« Learning with Drifting Input Distributions
February 19, 2025, 11:00 AM - 12:00 PM
Location:
Conference Room 301
Rutgers University
CoRE Building
96 Frelinghuysen Road
Piscataway, NJ 08854
Alessio Mazzetto, Brown University
We develop and analyze a general technique for learning with unknown distribution drift. Given a sequence of independent observations from the last T steps of a distribution that evolves over time, our algorithm addresses a learning problem with respect to the distribution's state at the final time step. In this non-stationary setting, older data may provide outdated information due to drift, making the selection of an appropriate recent data window crucial.

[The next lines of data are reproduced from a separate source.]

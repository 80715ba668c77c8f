//! Context-menu state machine.
//!
//! Two kinds of popup share one controller: the row action menu (opened
//! by right-clicking a row, which captures that row as the *anchor*) and
//! the column toggle menu. The two are mutually exclusive; a document-
//! wide capture-phase click closes whichever is open, including the case
//! where one menu's trigger is clicked while the other is showing.
//!
//! Action enablement and dispatch read the anchor. The state machine
//! guarantees an anchor exists before any row-menu item is reachable, so
//! calling [`ContextMenuController::is_disabled`] or
//! [`ContextMenuController::dispatch`] without one is a host-wiring bug
//! and fails hard.

use std::sync::Arc;

use crate::engine::GridEngine;
use crate::error::TableError;

/// Popup state.
#[derive(Debug, Clone, Copy, PartialEq, Eq, Default)]
pub enum MenuState {
    #[default]
    Closed,
    ColumnMenuOpen,
    RowMenuOpen,
}

/// Window dimensions used for popup clamping.
#[derive(Debug, Clone, Copy, PartialEq, Eq)]
pub struct Viewport {
    pub width: u32,
    pub height: u32,
}

/// Natural (unclamped) popup dimensions.
#[derive(Debug, Clone, Copy, PartialEq, Eq)]
pub struct MenuSize {
    pub width: u32,
    pub height: u32,
}

/// Top-left corner of an opened popup, in viewport coordinates.
#[derive(Debug, Clone, Copy, PartialEq, Eq)]
pub struct MenuPosition {
    pub x: u32,
    pub y: u32,
}

/// Clamp a popup opening at the click point into the viewport.
///
/// If the natural bottom edge would exceed the window height the menu
/// flips above the cursor; if the natural right edge would exceed the
/// window width it flips to the left, so the respective edge lands on
/// the click coordinate.
pub fn clamp_to_viewport(
    click_x: u32,
    click_y: u32,
    menu: MenuSize,
    viewport: Viewport,
) -> MenuPosition {
    let x = if click_x + menu.width > viewport.width {
        click_x.saturating_sub(menu.width)
    } else {
        click_x
    };
    let y = if click_y + menu.height > viewport.height {
        click_y.saturating_sub(menu.height)
    } else {
        click_y
    };
    MenuPosition { x, y }
}

/// Enablement predicate for an action item: receives the live
/// multi-selection and the engine.
pub type DisabledFn<T> = Arc<dyn Fn(&[T], &dyn GridEngine<T>) -> bool + Send + Sync>;

/// One entry of the row context menu.
pub enum ContextMenuItem<T> {
    /// Plain navigation; always enabled.
    Link {
        href: String,
        name: String,
        new_tab: bool,
    },
    /// Dispatches a [`ContextMenuActionEvent`] to the host.
    Action {
        action: String,
        name: String,
        /// Whether the action accepts the whole multi-selection. A
        /// single-row action is unconditionally disabled while more
        /// than one row is selected.
        multi_row: bool,
        disabled: Option<DisabledFn<T>>,
    },
}

impl<T> ContextMenuItem<T> {
    pub fn link(href: impl Into<String>, name: impl Into<String>) -> Self {
        Self::Link {
            href: href.into(),
            name: name.into(),
            new_tab: false,
        }
    }

    pub fn action(action: impl Into<String>, name: impl Into<String>) -> Self {
        Self::Action {
            action: action.into(),
            name: name.into(),
            multi_row: false,
            disabled: None,
        }
    }

    /// Open the link in a new tab.
    pub fn new_tab(mut self) -> Self {
        if let Self::Link { new_tab, .. } = &mut self {
            *new_tab = true;
        }
        self
    }

    /// Accept the whole multi-selection.
    pub fn multi_row(mut self) -> Self {
        if let Self::Action { multi_row, .. } = &mut self {
            *multi_row = true;
        }
        self
    }

    /// Custom enablement rule, consulted when the selection count does
    /// not already force the item off.
    pub fn disabled_when(
        mut self,
        f: impl Fn(&[T], &dyn GridEngine<T>) -> bool + Send + Sync + 'static,
    ) -> Self {
        if let Self::Action { disabled, .. } = &mut self {
            *disabled = Some(Arc::new(f));
        }
        self
    }

    pub fn name(&self) -> &str {
        match self {
            Self::Link { name, .. } | Self::Action { name, .. } => name,
        }
    }
}

impl<T> std::fmt::Debug for ContextMenuItem<T> {
    fn fmt(&self, f: &mut std::fmt::Formatter<'_>) -> std::fmt::Result {
        match self {
            Self::Link { href, name, new_tab } => f
                .debug_struct("Link")
                .field("href", href)
                .field("name", name)
                .field("new_tab", new_tab)
                .finish(),
            Self::Action {
                action,
                name,
                multi_row,
                disabled,
            } => f
                .debug_struct("Action")
                .field("action", action)
                .field("name", name)
                .field("multi_row", multi_row)
                .field("disabled", &disabled.is_some())
                .finish(),
        }
    }
}

/// Payload shape of a dispatched action.
///
/// Multi-row actions always carry a list, even when it holds only the
/// anchor; single-row actions carry the bare anchor. The asymmetry is a
/// deliberate part of the contract consumers rely on.
#[derive(Debug, Clone, PartialEq)]
pub enum ActionData<T> {
    Single(T),
    Multi(Vec<T>),
}

/// Outbound event delivered to the hosting page, which performs any
/// actual side effects. The core never calls an API itself.
#[derive(Debug, Clone, PartialEq)]
pub struct ContextMenuActionEvent<T> {
    pub action: String,
    pub data: ActionData<T>,
}

/// Abstract click handed to [`ContextMenuController::dispatch`].
///
/// Dispatch stops propagation on it so the document-wide close handler
/// never sees the same click; the adapter layer maps this onto the real
/// pointer event.
#[derive(Debug, Default)]
pub struct MenuClick {
    stopped: bool,
}

impl MenuClick {
    pub fn new() -> Self {
        Self::default()
    }

    pub fn stop_propagation(&mut self) {
        self.stopped = true;
    }

    pub fn propagation_stopped(&self) -> bool {
        self.stopped
    }
}

/// Popup state machine, anchor capture, action enablement and dispatch.
pub struct ContextMenuController<T> {
    state: MenuState,
    anchor: Option<T>,
    position: Option<MenuPosition>,
    menu_size: MenuSize,
    viewport: Viewport,
}

impl<T: Clone> ContextMenuController<T> {
    pub fn new(viewport: Viewport, menu_size: MenuSize) -> Self {
        Self {
            state: MenuState::Closed,
            anchor: None,
            position: None,
            menu_size,
            viewport,
        }
    }

    pub fn state(&self) -> MenuState {
        self.state
    }

    /// The row captured by the last right-click, if any.
    pub fn anchor(&self) -> Option<&T> {
        self.anchor.as_ref()
    }

    /// Position of the currently open row menu.
    pub fn position(&self) -> Option<MenuPosition> {
        self.position
    }

    /// Track window resizes so clamping stays correct.
    pub fn set_viewport(&mut self, viewport: Viewport) {
        self.viewport = viewport;
    }

    /// Right-click on a row: capture it as the anchor and open the row
    /// menu at a viewport-clamped position.
    pub fn open_row_menu(&mut self, row: T, click_x: u32, click_y: u32) -> MenuPosition {
        let position = clamp_to_viewport(click_x, click_y, self.menu_size, self.viewport);
        self.state = MenuState::RowMenuOpen;
        self.anchor = Some(row);
        self.position = Some(position);
        position
    }

    /// Toggle-columns trigger clicked.
    pub fn open_column_menu(&mut self) {
        self.state = MenuState::ColumnMenuOpen;
        self.position = None;
    }

    /// Document-wide capture-phase click: closes whichever menu is open.
    pub fn document_click(&mut self) {
        self.state = MenuState::Closed;
        self.position = None;
    }

    /// Decide whether a menu item is disabled for the current anchor
    /// and live selection.
    ///
    /// Fails with [`TableError::InvariantViolation`] when no row has
    /// been right-clicked.
    pub fn is_disabled(
        &self,
        item: &ContextMenuItem<T>,
        engine: &dyn GridEngine<T>,
    ) -> Result<bool, TableError> {
        if self.anchor.is_none() {
            return Err(TableError::InvariantViolation {
                operation: "is_disabled",
            });
        }
        let ContextMenuItem::Action {
            multi_row,
            disabled,
            ..
        } = item
        else {
            return Ok(false);
        };

        let selection = engine.selected_rows();
        if selection.len() > 1 && !*multi_row {
            // A single-row action can never run against several rows,
            // whatever its custom rule says.
            return Ok(true);
        }
        match disabled {
            Some(f) => Ok(f(&selection, engine)),
            None => Ok(false),
        }
    }

    /// Action item clicked: build the event, stop the click from
    /// reaching the document close handler, close the menu, and hand
    /// the event back for publication to the host.
    ///
    /// Multi-row actions receive the live multi-selection, or a
    /// one-element list holding just the anchor when nothing is
    /// selected. Single-row actions receive the bare anchor.
    pub fn dispatch(
        &mut self,
        action: &str,
        multi_row: bool,
        click: &mut MenuClick,
        engine: &dyn GridEngine<T>,
    ) -> Result<ContextMenuActionEvent<T>, TableError> {
        let Some(anchor) = self.anchor.clone() else {
            return Err(TableError::InvariantViolation {
                operation: "dispatch",
            });
        };

        click.stop_propagation();

        let data = if multi_row {
            let selection = engine.selected_rows();
            if selection.is_empty() {
                ActionData::Multi(vec![anchor])
            } else {
                ActionData::Multi(selection)
            }
        } else {
            ActionData::Single(anchor)
        };

        self.state = MenuState::Closed;
        self.position = None;

        Ok(ContextMenuActionEvent {
            action: action.to_string(),
            data,
        })
    }
}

Unlike previous work that relies on a priori assumptions about the magnitude of the drift, our algorithm dynamically adapts its window size based on the input. In particular, at each step, it selects a window of past observations that minimizes the trade-off between increased variance in the learning process from using fewer samples, and greater drift-induced error from including older, less relevant data. The challenge is that estimating the drift is impossible, as we may have only a single sample from each distribution. Nonetheless, we show that without explicitly estimating the drift, our method solves the learning problem with nearly the same error as an algorithm that knows the drift magnitude in advance. We demonstrate applications of this technique and establish matching lower bounds for problems such as binary classification, discrete distribution estimation, and vector quantization.